Your Mandatory Covid-19 Vaccine

Discussion in 'Politics' started by gwb-trading, Feb 26, 2021.

  1. Whoa - a not stupid government.
    Finally.

    2023-11-28 16.16.53.jpg

    In related news, New Zealands new gov REJECTS WHO tyranny. It won't agree to Int Health Regulations trojan horse government takeover.
    We might win yet, conspiracy realists.
     
    #1631     Nov 28, 2023
  2. gwb-trading

    gwb-trading

    No, Iceland has not banned Covid shots. You are peddling misinformation.

    And, No, New Zealand has not "rejected WHO tyranny".

    Of course you are using the same source which claimed that Iceland banned all religions as mental disorders.
     
    #1632     Nov 28, 2023
    Frederick Foresight likes this.
  3. wrbtrader

    wrbtrader

    He's just a bored QAnon follower who believes any misinformation/disinformation/conspiracy theory about vaccines and the BIG LIE (Biden stole the Oval Office from President Trump by using election fraud).

    More specifically, in my opinion, he may have a mental disorder like many of the other QAnon followers.
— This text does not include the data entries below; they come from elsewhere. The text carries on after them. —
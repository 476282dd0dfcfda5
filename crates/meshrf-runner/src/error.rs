use meshrf_terrain::TerrainError;
use thiserror::Error;

/// Errors raised while setting up or driving the engine.
#[derive(Debug, Error)]
pub enum RunnerError {
    #[error("Configuration error: {0}")]
    Config(String),

    #[error("IO error: {0}")]
    Io(#[from] std::io::Error),

    #[error("JSON error: {0}")]
    Json(#[from] serde_json::Error),

    #[error("YAML error: {0}")]
    Yaml(#[from] serde_yaml::Error),

    #[error("Terrain error: {0}")]
    Terrain(#[from] TerrainError),
}
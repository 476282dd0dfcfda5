//! `meshrf` command-line entry point.
//!
//! Every subcommand prints a JSON [`ApiResponse`] on stdout; logs go to
//! stderr. The exit code is 1 when the response is an error.

use clap::{Parser, Subcommand};
use meshrf_runner::logging::init_logging;
use meshrf_runner::{
    ApiResponse, ElevationQuery, Engine, EngineConfig, LinkQuery, NetworkQuery, RunnerError, SiteSearchQuery,
    TERRAIN_TILE_SIZE,
};
use std::io::Write;
use std::path::PathBuf;
use std::process::ExitCode;

#[derive(Parser)]
#[command(name = "meshrf", author, version, about = "Terrain-aware radio link analysis and network planning")]
struct Cli {
    /// YAML configuration file
    #[arg(short, long, global = true)]
    config: Option<PathBuf>,

    /// Debug-level logging
    #[arg(short, long, global = true)]
    verbose: bool,

    /// Do not read or write the result cache
    #[arg(long, global = true)]
    no_result_cache: bool,

    #[command(subcommand)]
    command: Command,
}

#[derive(Subcommand)]
enum Command {
    /// Analyze a point-to-point link
    Link {
        #[arg(long, allow_negative_numbers = true)]
        tx_lat: f64,
        #[arg(long, allow_negative_numbers = true)]
        tx_lon: f64,
        #[arg(long, allow_negative_numbers = true)]
        rx_lat: f64,
        #[arg(long, allow_negative_numbers = true)]
        rx_lon: f64,
        /// Carrier frequency (MHz)
        #[arg(long, default_value_t = 915.0)]
        freq: f64,
        /// Transmitter antenna height (m)
        #[arg(long, default_value_t = 10.0)]
        tx_height: f64,
        /// Receiver antenna height (m)
        #[arg(long, default_value_t = 2.0)]
        rx_height: f64,
    },

    /// Ground elevation at a point
    Elevation {
        #[arg(long, allow_negative_numbers = true)]
        lat: f64,
        #[arg(long, allow_negative_numbers = true)]
        lon: f64,
    },

    /// Rank the best transmitter sites in a bounding box
    FindSites {
        #[arg(long, allow_negative_numbers = true)]
        min_lat: f64,
        #[arg(long, allow_negative_numbers = true)]
        min_lon: f64,
        #[arg(long, allow_negative_numbers = true)]
        max_lat: f64,
        #[arg(long, allow_negative_numbers = true)]
        max_lon: f64,
        #[arg(long, default_value_t = 915.0)]
        freq: f64,
        /// Antenna height (m)
        #[arg(long, default_value_t = 10.0)]
        height: f64,
    },

    /// Select sites covering a polygon from a JSON request file
    OptimizeNetwork {
        /// File holding `{ candidates, polygon, frequency_mhz, spacing_meters? }`
        #[arg(long)]
        request: PathBuf,
    },

    /// Render a tile as raw Terrain-RGB pixels
    TerrainTile {
        z: u8,
        x: u32,
        y: u32,
        /// Output edge length in pixels
        #[arg(long, default_value_t = TERRAIN_TILE_SIZE)]
        size: usize,
        /// Write pixels here and print a JSON summary; raw pixels go to stdout otherwise
        #[arg(short, long)]
        output: Option<PathBuf>,
    },
}

fn main() -> ExitCode {
    let cli = Cli::parse();

    if let Err(e) = init_logging(cli.verbose) {
        eprintln!("Warning: {}", e);
    }
    meshrf_metrics::describe_metrics();

    match run(cli) {
        Ok(Some(response)) => {
            let ok = response.is_success();
            match serde_json::to_string_pretty(&response) {
                Ok(json) => println!("{}", json),
                Err(e) => {
                    eprintln!("Error: {}", e);
                    return ExitCode::FAILURE;
                }
            }
            if ok {
                ExitCode::SUCCESS
            } else {
                ExitCode::FAILURE
            }
        }
        Ok(None) => ExitCode::SUCCESS,
        Err(e) => {
            tracing::error!(error = %e, "run failed");
            match serde_json::to_string_pretty(&ApiResponse::error(e.to_string())) {
                Ok(json) => println!("{}", json),
                Err(_) => eprintln!("Error: {}", e),
            }
            ExitCode::FAILURE
        }
    }
}

/// Execute one subcommand. `None` means raw output was already written.
fn run(cli: Cli) -> Result<Option<ApiResponse>, RunnerError> {
    let config = EngineConfig::resolve(cli.config.as_deref())?;
    let engine = Engine::from_config(config, !cli.no_result_cache)?;

    let response = match cli.command {
        Command::Link {
            tx_lat,
            tx_lon,
            rx_lat,
            rx_lon,
            freq,
            tx_height,
            rx_height,
        } => engine.link(&LinkQuery {
            tx_lat,
            tx_lon,
            rx_lat,
            rx_lon,
            frequency_mhz: freq,
            tx_height,
            rx_height,
        }),

        Command::Elevation { lat, lon } => engine.elevation(&ElevationQuery { lat, lon }),

        Command::FindSites {
            min_lat,
            min_lon,
            max_lat,
            max_lon,
            freq,
            height,
        } => engine.find_sites(&SiteSearchQuery {
            min_lat,
            min_lon,
            max_lat,
            max_lon,
            frequency_mhz: freq,
            height_meters: height,
        }),

        Command::OptimizeNetwork { request } => {
            let contents = std::fs::read_to_string(&request)?;
            let query: NetworkQuery = serde_json::from_str(&contents)?;
            engine.optimize_network(&query)
        }

        Command::TerrainTile { z, x, y, size, output } => {
            let (info, pixels) = engine.terrain_tile(z, x, y, size)?;
            match output {
                Some(path) => {
                    std::fs::write(&path, &pixels)?;
                    ApiResponse::success(serde_json::to_value(&info)?)
                }
                None => {
                    let mut stdout = std::io::stdout().lock();
                    stdout.write_all(&pixels)?;
                    stdout.flush()?;
                    return Ok(None);
                }
            }
        }
    };

    Ok(Some(response))
}
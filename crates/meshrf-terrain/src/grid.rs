//! Square elevation grids and the cached tile payload.

use crate::{Result, TerrainError, TileCoord};
use bytes::{Buf, BufMut, BytesMut};

/// Native samples per tile edge.
pub const GRID_SIZE: usize = 16;

const TILE_MAGIC: &[u8; 4] = b"MRFG";
const TILE_CODEC_VERSION: u8 = 1;
/// magic + version + z + x + y + size
const TILE_HEADER_LEN: usize = 4 + 1 + 1 + 4 + 4 + 2;

/// An N×N grid of elevations in metres, stored row-major.
///
/// Orientation follows [`crate::TileBounds::sample_position`]: row 0 is north,
/// column 0 is west.
#[derive(Debug, Clone, PartialEq)]
pub struct ElevationGrid {
    size: usize,
    data: Vec<f32>,
}

impl ElevationGrid {
    /// Build a grid from row-major samples. Exactly `size * size` values are required.
    pub fn new(size: usize, data: Vec<f32>) -> Result<Self> {
        let expected = size * size;
        if data.len() != expected {
            return Err(TerrainError::GridShape {
                size,
                expected,
                actual: data.len(),
            });
        }
        Ok(Self { size, data })
    }

    /// A grid of the given size with every sample at sea level.
    pub fn zeros(size: usize) -> Self {
        Self {
            size,
            data: vec![0.0; size * size],
        }
    }

    /// Samples per edge.
    pub fn size(&self) -> usize {
        self.size
    }

    /// Row-major sample values.
    pub fn values(&self) -> &[f32] {
        &self.data
    }

    /// Sample at (`row`, `col`), or `None` outside the grid.
    pub fn get(&self, row: usize, col: usize) -> Option<f32> {
        if row < self.size && col < self.size {
            Some(self.data[row * self.size + col])
        } else {
            None
        }
    }

    fn at(&self, row: usize, col: usize) -> f64 {
        self.data[row * self.size + col] as f64
    }

    /// Bilinear interpolation at a fractional (row, col).
    ///
    /// Indices are clamped to the grid, so positions on or beyond an edge use
    /// the edge samples.
    pub fn interpolate(&self, row: f64, col: f64) -> f64 {
        if self.size == 0 {
            return 0.0;
        }
        let cells = self.cells_for(row, col);

        let v00 = self.at(cells.r0, cells.c0);
        let v01 = self.at(cells.r0, cells.c1);
        let v10 = self.at(cells.r1, cells.c0);
        let v11 = self.at(cells.r1, cells.c1);

        v00 * (1.0 - cells.fc) * (1.0 - cells.fr)
            + v01 * cells.fc * (1.0 - cells.fr)
            + v10 * (1.0 - cells.fc) * cells.fr
            + v11 * cells.fc * cells.fr
    }

    /// Resample to `out_size`×`out_size` with bilinear interpolation.
    ///
    /// Output corners coincide with input corners: output index `i` reads the
    /// source at `i * (n - 1) / (out_size - 1)`. A single-sample output takes
    /// the north-west corner.
    pub fn resample(&self, out_size: usize) -> ElevationGrid {
        if self.size == 0 || out_size == 0 {
            return ElevationGrid::zeros(out_size);
        }

        let span = (self.size - 1) as f64;
        let divisor = out_size.saturating_sub(1).max(1) as f64;
        let source_index = |i: usize| i as f64 * span / divisor;

        let mut data = Vec::with_capacity(out_size * out_size);
        for row in 0..out_size {
            for col in 0..out_size {
                data.push(self.interpolate(source_index(row), source_index(col)) as f32);
            }
        }
        ElevationGrid {
            size: out_size,
            data,
        }
    }

    /// Lowest sample, or `None` for an empty grid.
    pub fn min(&self) -> Option<f32> {
        self.data.iter().copied().reduce(f32::min)
    }

    /// Highest sample, or `None` for an empty grid.
    pub fn max(&self) -> Option<f32> {
        self.data.iter().copied().reduce(f32::max)
    }

    fn cells_for(&self, row: f64, col: f64) -> InterpolationCells {
        let last = (self.size - 1) as f64;
        let row = if row.is_nan() { 0.0 } else { row.clamp(0.0, last) };
        let col = if col.is_nan() { 0.0 } else { col.clamp(0.0, last) };

        let r0 = row.floor() as usize;
        let c0 = col.floor() as usize;
        InterpolationCells {
            r0,
            c0,
            r1: (r0 + 1).min(self.size - 1),
            c1: (c0 + 1).min(self.size - 1),
            fr: row - r0 as f64,
            fc: col - c0 as f64,
        }
    }
}

struct InterpolationCells {
    r0: usize,
    c0: usize,
    r1: usize,
    c1: usize,
    fr: f64,
    fc: f64,
}

/// A fetched tile: its key, native grid, and which samples were substituted.
#[derive(Debug, Clone, PartialEq)]
pub struct TerrainTile {
    /// Tile key.
    pub coord: TileCoord,
    /// Native elevation grid.
    pub grid: ElevationGrid,
    /// Row-major mask; `true` where the sample is a 0 m stand-in for a failed batch.
    pub degraded: Vec<bool>,
}

impl TerrainTile {
    /// Build a tile. The mask must match the grid sample count.
    pub fn new(coord: TileCoord, grid: ElevationGrid, degraded: Vec<bool>) -> Result<Self> {
        if degraded.len() != grid.values().len() {
            return Err(TerrainError::GridShape {
                size: grid.size(),
                expected: grid.values().len(),
                actual: degraded.len(),
            });
        }
        Ok(Self {
            coord,
            grid,
            degraded,
        })
    }

    /// Number of substituted samples.
    pub fn degraded_count(&self) -> usize {
        self.degraded.iter().filter(|d| **d).count()
    }

    /// Whether any sample was substituted.
    pub fn is_degraded(&self) -> bool {
        self.degraded.iter().any(|d| *d)
    }

    /// Interpolated elevation at a coordinate inside (or clamped to) the tile,
    /// plus whether any of the four surrounding samples is degraded.
    pub fn sample(&self, lat: f64, lon: f64) -> (f64, bool) {
        let size = self.grid.size();
        if size == 0 {
            return (0.0, true);
        }
        let (row, col) = self.coord.bounds().fractional_index(lat, lon, size);
        let cells = self.grid.cells_for(row, col);
        let touched = [
            (cells.r0, cells.c0),
            (cells.r0, cells.c1),
            (cells.r1, cells.c0),
            (cells.r1, cells.c1),
        ]
        .iter()
        .any(|(r, c)| self.degraded[r * size + c]);

        (self.grid.interpolate(row, col), touched)
    }

    /// Serialize for a [`crate::CacheStore`].
    ///
    /// Layout: `MRFG`, version, z, x (u32 LE), y (u32 LE), size (u16 LE),
    /// `size²` f32 LE samples, `size²` mask bytes.
    pub fn encode(&self) -> Vec<u8> {
        let samples = self.grid.values().len();
        let mut buf = BytesMut::with_capacity(TILE_HEADER_LEN + samples * 5);
        buf.put_slice(TILE_MAGIC);
        buf.put_u8(TILE_CODEC_VERSION);
        buf.put_u8(self.coord.z);
        buf.put_u32_le(self.coord.x);
        buf.put_u32_le(self.coord.y);
        buf.put_u16_le(self.grid.size() as u16);
        for v in self.grid.values() {
            buf.put_f32_le(*v);
        }
        for d in &self.degraded {
            buf.put_u8(u8::from(*d));
        }
        buf.to_vec()
    }

    /// Inverse of [`TerrainTile::encode`].
    pub fn decode(mut bytes: &[u8]) -> Result<Self> {
        if bytes.len() < TILE_HEADER_LEN {
            return Err(TerrainError::Codec(format!(
                "tile record too short ({} bytes)",
                bytes.len()
            )));
        }
        if &bytes[..4] != TILE_MAGIC {
            return Err(TerrainError::Codec("bad tile magic".to_string()));
        }
        bytes.advance(4);

        let version = bytes.get_u8();
        if version != TILE_CODEC_VERSION {
            return Err(TerrainError::Codec(format!(
                "unsupported tile codec version {}",
                version
            )));
        }

        let z = bytes.get_u8();
        let x = bytes.get_u32_le();
        let y = bytes.get_u32_le();
        let coord = TileCoord::new(z, x, y)?;
        let size = bytes.get_u16_le() as usize;
        let samples = size * size;

        if bytes.remaining() != samples * 5 {
            return Err(TerrainError::Codec(format!(
                "tile body is {} bytes, expected {}",
                bytes.remaining(),
                samples * 5
            )));
        }

        let mut data = Vec::with_capacity(samples);
        for _ in 0..samples {
            data.push(bytes.get_f32_le());
        }
        let degraded = (0..samples).map(|_| bytes.get_u8() != 0).collect();

        TerrainTile::new(coord, ElevationGrid::new(size, data)?, degraded)
    }
}

#[cfg(test)]
mod tests {
    use super::*;
    use approx::assert_relative_eq;

    fn ramp(size: usize) -> ElevationGrid {
        let data = (0..size * size)
            .map(|i| ((i / size) * 10 + (i % size)) as f32)
            .collect();
        ElevationGrid::new(size, data).unwrap()
    }

    #[test]
    fn test_grid_shape_rejected() {
        let err = ElevationGrid::new(4, vec![0.0; 15]).unwrap_err();
        assert!(matches!(
            err,
            TerrainError::GridShape {
                expected: 16,
                actual: 15,
                ..
            }
        ));
    }

    #[test]
    fn test_interpolate_at_samples_and_between() {
        let grid = ramp(4);
        assert_relative_eq!(grid.interpolate(2.0, 3.0), 23.0);
        assert_relative_eq!(grid.interpolate(0.5, 0.5), 5.5);
        assert_relative_eq!(grid.interpolate(1.0, 2.25), 12.25);
    }

    #[test]
    fn test_interpolate_clamps_edges() {
        let grid = ramp(4);
        assert_relative_eq!(grid.interpolate(-3.0, -1.0), 0.0);
        assert_relative_eq!(grid.interpolate(3.0, 3.0), 33.0);
        assert_relative_eq!(grid.interpolate(9.0, 9.0), 33.0);
        assert_relative_eq!(grid.interpolate(f64::NAN, 1.0), 1.0);
    }

    #[test]
    fn test_resample_preserves_corners() {
        let grid = ramp(16);
        for out in [2, 5, 64, 256] {
            let resampled = grid.resample(out);
            assert_eq!(resampled.size(), out);
            assert_eq!(resampled.get(0, 0), grid.get(0, 0));
            assert_eq!(resampled.get(0, out - 1), grid.get(0, 15));
            assert_eq!(resampled.get(out - 1, 0), grid.get(15, 0));
            assert_eq!(resampled.get(out - 1, out - 1), grid.get(15, 15));
        }
    }

    #[test]
    fn test_resample_single_sample() {
        let grid = ramp(16);
        let one = grid.resample(1);
        assert_eq!(one.values(), &[0.0]);
    }

    #[test]
    fn test_min_max() {
        let grid = ramp(3);
        assert_eq!(grid.min(), Some(0.0));
        assert_eq!(grid.max(), Some(22.0));
        assert_eq!(ElevationGrid::zeros(0).max(), None);
    }

    #[test]
    fn test_tile_codec_round_trip_bit_exact() {
        let coord = TileCoord::new(12, 655, 1430).unwrap();
        let data: Vec<f32> = (0..256).map(|i| (i as f32) * 1.337 - 40.25).collect();
        let mut degraded = vec![false; 256];
        degraded[200..256].iter_mut().for_each(|d| *d = true);
        let tile = TerrainTile::new(coord, ElevationGrid::new(16, data).unwrap(), degraded).unwrap();

        let decoded = TerrainTile::decode(&tile.encode()).unwrap();
        assert_eq!(decoded, tile);
        for (a, b) in decoded.grid.values().iter().zip(tile.grid.values()) {
            assert_eq!(a.to_bits(), b.to_bits());
        }
        assert_eq!(decoded.degraded_count(), 56);
    }

    #[test]
    fn test_tile_decode_rejects_garbage() {
        assert!(TerrainTile::decode(b"nope").is_err());
        let coord = TileCoord::new(3, 1, 1).unwrap();
        let tile = TerrainTile::new(coord, ElevationGrid::zeros(4), vec![false; 16]).unwrap();
        let mut bytes = tile.encode();
        bytes.pop();
        assert!(matches!(TerrainTile::decode(&bytes), Err(TerrainError::Codec(_))));
        bytes[0] = b'X';
        assert!(TerrainTile::decode(&bytes).is_err());
    }

    #[test]
    fn test_sample_flags_degraded_neighbours() {
        let coord = TileCoord::new(12, 655, 1430).unwrap();
        let mut degraded = vec![false; 256];
        degraded[0] = true;
        let tile = TerrainTile::new(coord, ElevationGrid::zeros(16), degraded).unwrap();
        let b = coord.bounds();

        let (_, nw_flag) = tile.sample(b.max_lat, b.min_lon);
        assert!(nw_flag);
        let (_, se_flag) = tile.sample(b.min_lat, b.max_lon);
        assert!(!se_flag);
    }
}
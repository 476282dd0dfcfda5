//! Mapbox Terrain-RGB height encoding.
//!
//! `height = -10000 + (R * 65536 + G * 256 + B) * 0.1`

use crate::ElevationGrid;

const OFFSET_M: f64 = 10_000.0;
/// Steps per metre (0.1 m resolution).
const STEPS_PER_M: f64 = 10.0;
const MAX_VALUE: u32 = 0xFF_FFFF;

/// Encode a height in metres as an RGB triple.
///
/// Heights below -10000 m or above the 24-bit range clamp to the extremes.
/// Values are truncated to the 0.1 m step below.
pub fn encode_height(height_m: f64) -> [u8; 3] {
    let scaled = ((height_m + OFFSET_M) * STEPS_PER_M).floor();
    let value = if scaled.is_nan() {
        0
    } else {
        scaled.clamp(0.0, MAX_VALUE as f64) as u32
    };
    [(value >> 16) as u8, (value >> 8) as u8, value as u8]
}

/// Decode an RGB triple to a height in metres.
pub fn decode_height(rgb: [u8; 3]) -> f64 {
    let value = (rgb[0] as u32) << 16 | (rgb[1] as u32) << 8 | rgb[2] as u32;
    -OFFSET_M + value as f64 / STEPS_PER_M
}

/// Encode a whole grid as packed row-major RGB bytes (3 per sample).
pub fn encode_grid(grid: &ElevationGrid) -> Vec<u8> {
    grid.values()
        .iter()
        .flat_map(|h| encode_height(*h as f64))
        .collect()
}

#[cfg(test)]
mod tests {
    use super::*;
    use approx::assert_abs_diff_eq;

    #[test]
    fn test_known_values() {
        // 0 m -> 100000 = 0x0186A0
        assert_eq!(encode_height(0.0), [0x01, 0x86, 0xA0]);
        assert_eq!(decode_height([0x01, 0x86, 0xA0]), 0.0);
        assert_eq!(encode_height(-10_000.0), [0, 0, 0]);
        assert_abs_diff_eq!(decode_height([1, 0, 0]), -10_000.0 + 6553.6, epsilon = 1e-9);
    }

    #[test]
    fn test_clamping() {
        assert_eq!(encode_height(-20_000.0), [0, 0, 0]);
        assert_eq!(encode_height(1.0e7), [0xFF, 0xFF, 0xFF]);
        assert_eq!(encode_height(f64::NAN), [0, 0, 0]);
    }

    #[test]
    fn test_decimetre_precision() {
        for h in [-431.75, 0.05, 8848.86, 123.45] {
            let decoded = decode_height(encode_height(h));
            assert!(decoded <= h + 1e-9, "{} decoded above input: {}", h, decoded);
            assert!(h - decoded < 0.1 + 1e-9, "{} decoded too low: {}", h, decoded);
        }
    }

    #[test]
    fn test_encode_grid_layout() {
        let grid = ElevationGrid::new(2, vec![0.0, -10_000.0, 0.0, 0.0]).unwrap();
        let bytes = encode_grid(&grid);
        assert_eq!(bytes.len(), 12);
        assert_eq!(&bytes[0..3], &[0x01, 0x86, 0xA0]);
        assert_eq!(&bytes[3..6], &[0, 0, 0]);
    }
}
    In court records of QAnon followers arrested in the wake of the Capitol insurrection, 68% reported they had received mental health diagnoses. The conditions they revealed included post-traumatic stress disorder, bipolar disorder, paranoid schizophrenia and Munchausen syndrome by proxy – a psychological disorder that causes one to invent or inflict health problems on a loved one, usually a child, in order to gain attention for themselves. By contrast, 19% of all Americans have a mental health diagnosis.

    Among QAnon insurrectionists with criminal records, 44% experienced a serious psychological trauma that preceded their radicalization, such as physical or sexual abuse of them or of their children...

    Depressed, narcissistic and emotionally detached people are also prone to have a conspiratorial mindset. Likewise, people who exhibit odd, eccentric, suspicious and paranoid behavior – and who are manipulative, irresponsible and low on empathy – are more likely to believe conspiracy theories.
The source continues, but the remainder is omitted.